Interpretations of Wrist/Grip Operations From SEMG Signals at Different Locations on Arm

• Published in: IEEE transactions on biomedical circuits and systems Vol. 4; no. 2; pp. 101 - 111
• Main Authors: Ryait, H.S., Arora, A.S., Agarwal, R.
• Format: Journal Article
• Language: English
• Published: United States IEEE 01.04.2010; The Institute of Electrical and Electronics Engineers, Inc. (IEEE)

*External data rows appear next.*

//! # Report Generation
//!
//! Drives one generation run: plan the sections, draw the cover, flow the
//! portrait body, place the signatures, append the landscape appendices and
//! finish with the header/footer overlay.
//!
//! A run is a pure function of the record, the template and the options. The
//! only clock read is `GenerateOptions::default()`; everything below it uses
//! the injected date.

use chrono::NaiveDate;

use crate::canvas::{Canvas, PageSequence};
use crate::cover::render_cover;
use crate::error::ReportError;
use crate::layout::{Cursor, Flow};
use crate::model::{InspectionRecord, Orientation, PageConfig};
use crate::overlay::apply_overlay;
use crate::sections::signatures::{anchored_top, draw_signatures, SIGNATURES_HEIGHT};
use crate::sections::{RenderContext, SectionRegistry, SECTION_GAP};
use crate::template::ordering::{cover_blocks, plan_sections};
use crate::template::{CoverBlock, SignaturePlacement, TemplateDescriptor};

/// Run-level settings that are not part of the template.
#[derive(Debug, Clone)]
pub struct GenerateOptions {
    /// Date used for "today", the print date and defaulted signature dates.
    pub today: NaiveDate,
    pub page: PageConfig,
}

impl Default for GenerateOptions {
    fn default() -> Self {
        Self {
            today: chrono::Local::now().date_naive(),
            page: PageConfig::default(),
        }
    }
}

impl GenerateOptions {
    pub fn with_today(today: NaiveDate) -> Self {
        Self {
            today,
            page: PageConfig::default(),
        }
    }
}

/// Where the signatures block ends up for a given template.
#[derive(Debug, Clone, Copy, PartialEq, Eq)]
pub enum SignatureSlot {
    Cover,
    LastPage,
    Hidden,
}

pub fn signature_slot(template: &TemplateDescriptor) -> SignatureSlot {
    if !cover_blocks(template).contains(&CoverBlock::Signatures) {
        return SignatureSlot::Hidden;
    }
    match template.signature_placement {
        SignaturePlacement::Cover if template.show_cover => SignatureSlot::Cover,
        SignaturePlacement::Cover => {
            log::debug!("Cover disabled, signatures move to the last page");
            SignatureSlot::LastPage
        }
        SignaturePlacement::LastPage => SignatureSlot::LastPage,
    }
}

/// Generate the report into a fresh [`PageSequence`].
pub fn generate(
    record: &InspectionRecord,
    template: &TemplateDescriptor,
    options: &GenerateOptions,
) -> Result<PageSequence, ReportError> {
    let mut pages = PageSequence::new(options.page.size);
    generate_into(&mut pages, record, template, options)?;
    Ok(pages)
}

/// Generate the report onto any [`Canvas`].
pub fn generate_into(
    canvas: &mut dyn Canvas,
    record: &InspectionRecord,
    template: &TemplateDescriptor,
    options: &GenerateOptions,
) -> Result<(), ReportError> {
    generate_with_registry(canvas, record, template, options, &SectionRegistry::standard())
}

/// As [`generate_into`], with a caller-supplied renderer registry.
pub fn generate_with_registry(
    canvas: &mut dyn Canvas,
    record: &InspectionRecord,
    template: &TemplateDescriptor,
    options: &GenerateOptions,
    registry: &SectionRegistry,
) -> Result<(), ReportError> {
    let plan = plan_sections(template)?;
    // Fail before drawing anything if a planned section has no renderer.
    for section in plan.iter() {
        registry.get(section.id)?;
    }

    let ctx = RenderContext::new(record, template, options.today);
    let slot = signature_slot(template);
    let mut flow = Flow::new(canvas, options.page.clone());

    if template.show_cover {
        let cover = flow.new_page(Orientation::Portrait);
        render_cover(&ctx, &mut flow, cover, slot == SignatureSlot::Cover);
    }

    // The first body page opens with the first section that draws anything.
    let mut body: Option<Cursor> = None;
    for section in &plan.body {
        let renderer = registry.get(section.id)?;
        if !renderer.has_content(&ctx) {
            log::debug!("Section '{}' has no content, skipped", section.id.key());
            continue;
        }
        let cursor = body.unwrap_or_else(|| flow.new_page(Orientation::Portrait));
        let width = flow.frame(cursor.orientation).width;
        let cursor = flow.ensure(cursor, renderer.estimate(&ctx, width));
        log::debug!("Section '{}' starts on page {}", section.id.key(), cursor.page + 1);
        let cursor = renderer.render(&ctx, &mut flow, cursor, section)?;
        body = Some(cursor.advance(SECTION_GAP));
    }

    if slot == SignatureSlot::LastPage {
        let cursor = body.unwrap_or_else(|| flow.new_page(Orientation::Portrait));
        place_signatures(&ctx, &mut flow, cursor);
    }

    for section in &plan.appendices {
        let renderer = registry.get(section.id)?;
        if !renderer.has_content(&ctx) {
            log::debug!("Appendix '{}' has no content, skipped", section.id.key());
            continue;
        }
        let start = flow.switch_orientation(Orientation::Landscape);
        log::debug!("Appendix '{}' starts on page {}", section.title, start.page + 1);
        renderer.render(&ctx, &mut flow, start, section)?;
    }

    flow.finish();
    drop(flow);

    apply_overlay(canvas, &ctx, &options.page);
    log::info!("Report generated: {} pages", canvas.page_count());
    Ok(())
}

/// Bottom-anchored signatures on the page of `cursor`, or on a new page
/// when the body already reaches into the signatures area.
fn place_signatures(ctx: &RenderContext, flow: &mut Flow, cursor: Cursor) {
    let cursor = flow.ensure(cursor, SIGNATURES_HEIGHT);
    let frame = flow.frame(cursor.orientation);
    if cursor.y > anchored_top(&frame) + 0.01 {
        log::warn!("Signatures overlap body content on page {}", cursor.page + 1);
    }
    log::debug!("Signatures on page {}", cursor.page + 1);
    draw_signatures(flow.canvas_at(cursor), &frame, ctx);
}

#[cfg(test)]
mod tests {
    use super::*;
    use crate::template::{SectionConfig, SectionId};

    fn only_sections(enabled: impl Fn(&SectionId) -> bool) -> Vec<SectionConfig> {
        SectionId::CANONICAL
            .iter()
            .map(|id| SectionConfig {
                id: id.key().to_string(),
                enabled: Some(enabled(id)),
                ..Default::default()
            })
            .collect()
    }

    #[test]
    fn test_signature_slot() {
        let mut template = TemplateDescriptor::default();
        assert_eq!(signature_slot(&template), SignatureSlot::Cover);

        template.signature_placement = SignaturePlacement::LastPage;
        assert_eq!(signature_slot(&template), SignatureSlot::LastPage);

        template.signature_placement = SignaturePlacement::Cover;
        template.show_cover = false;
        assert_eq!(signature_slot(&template), SignatureSlot::LastPage);

        template.cover_show_signatures = false;
        assert_eq!(signature_slot(&template), SignatureSlot::Hidden);
    }

    #[test]
    fn test_cover_disabled_starts_with_body() {
        let template = TemplateDescriptor {
            show_cover: false,
            ..Default::default()
        };
        let record = InspectionRecord::default();
        let options = GenerateOptions::with_today(NaiveDate::from_ymd_opt(2026, 1, 5).unwrap());
        let pages = generate(&record, &template, &options).unwrap();
        assert!(pages.page_text(0).contains("Identifikační údaje"));
        assert!(pages.find_page("ZPRÁVA O REVIZI").is_none());
    }

    #[test]
    fn test_no_blank_body_page_without_body_content() {
        use crate::model::{Defect, Severity};

        let template = TemplateDescriptor {
            sections: only_sections(SectionId::is_appendix),
            cover_show_signatures: false,
            ..Default::default()
        };
        let record = InspectionRecord {
            defects: vec![Defect {
                description: "Chybí kryt".to_string(),
                severity: Severity::C2,
                ..Default::default()
            }],
            ..Default::default()
        };
        let options = GenerateOptions::with_today(NaiveDate::from_ymd_opt(2026, 1, 5).unwrap());
        let pages = generate(&record, &template, &options).unwrap();
        assert_eq!(pages.page_count(), 2);
        assert_eq!(pages.page_orientation(0), Orientation::Portrait);
        assert_eq!(pages.page_orientation(1), Orientation::Landscape);
        assert!(pages.page_text(1).contains("Chybí kryt"));
    }

    #[test]
    fn test_last_page_signatures_open_a_page_when_body_is_empty() {
        let template = TemplateDescriptor {
            show_cover: false,
            signature_placement: SignaturePlacement::LastPage,
            sections: only_sections(|_| false),
            ..Default::default()
        };
        let options = GenerateOptions::with_today(NaiveDate::from_ymd_opt(2026, 1, 5).unwrap());
        let pages = generate(&InspectionRecord::default(), &template, &options).unwrap();
        assert_eq!(pages.page_count(), 1);
        assert!(pages.page_text(0).contains("podpis"));
    }

    #[test]
    fn test_missing_renderer_aborts_before_drawing() {
        let record = InspectionRecord::default();
        let options = GenerateOptions::with_today(NaiveDate::from_ymd_opt(2026, 1, 5).unwrap());
        let mut pages = PageSequence::new(options.page.size);
        let err = generate_with_registry(
            &mut pages,
            &record,
            &TemplateDescriptor::default(),
            &options,
            &SectionRegistry::empty(),
        )
        .unwrap_err();
        assert!(matches!(err, ReportError::UnknownSection(_)));
        assert_eq!(pages.page_count(), 0);
    }
}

• Subjects: Data mining; Differential amplifiers; Elbow; Fourier transforms; Frequency domain analysis; Hardware; Muscles; Parameter estimation; Principal component analysis; Principal components analysis; SEMG interpretation; Signal analysis; Studies; Surface electromyogram (SEMG); Wrist; wrist/grip operations
• ISSN: 1932-4545; 1940-9990
• DOI: 10.1109/TBCAS.2009.2037604

Surface electromyogram (SEMG) is a common method of measurement of muscle activity. It is noninvasive and is measured with minimal risk to the subject. The analysis of SEMG signal depends on a number of factors, such as amplitude as well as time- and frequency-domain properties. In the present investigation, the study of SEMG signals at different below elbow muscles for four operations of the hand wrist/grip-like opening (op)/closing (cl)/down (d)/up (u) was carried out. Myoelectric signals were extracted by using a single-channel SEMG amplifier consisting of a differential amplifier, noninverting amplifier, and interface module. Matlab softscope was used to acquire the SEMG signal from the hardware. After acquiring the data from six selected locations, interpretations were made for the estimation of parameters of the SEMG using the Matlab-filter algorithm and the fast Fourier transform technique. An interpretation of wrist/grip operations using principal component analysis (PCA) was carried out. PCA was used to identify the best SEMG signal capturing system out of two-channel, three-channel, and four-channel systems. Two acupressure points (on wrist) were also selected for the analysis with other points on the arm. SEMG signal's study at different locations, including pressure points, will be a very helpful tool for the researchers in understanding the behavior of SEMG for the development of the prosthetic hand.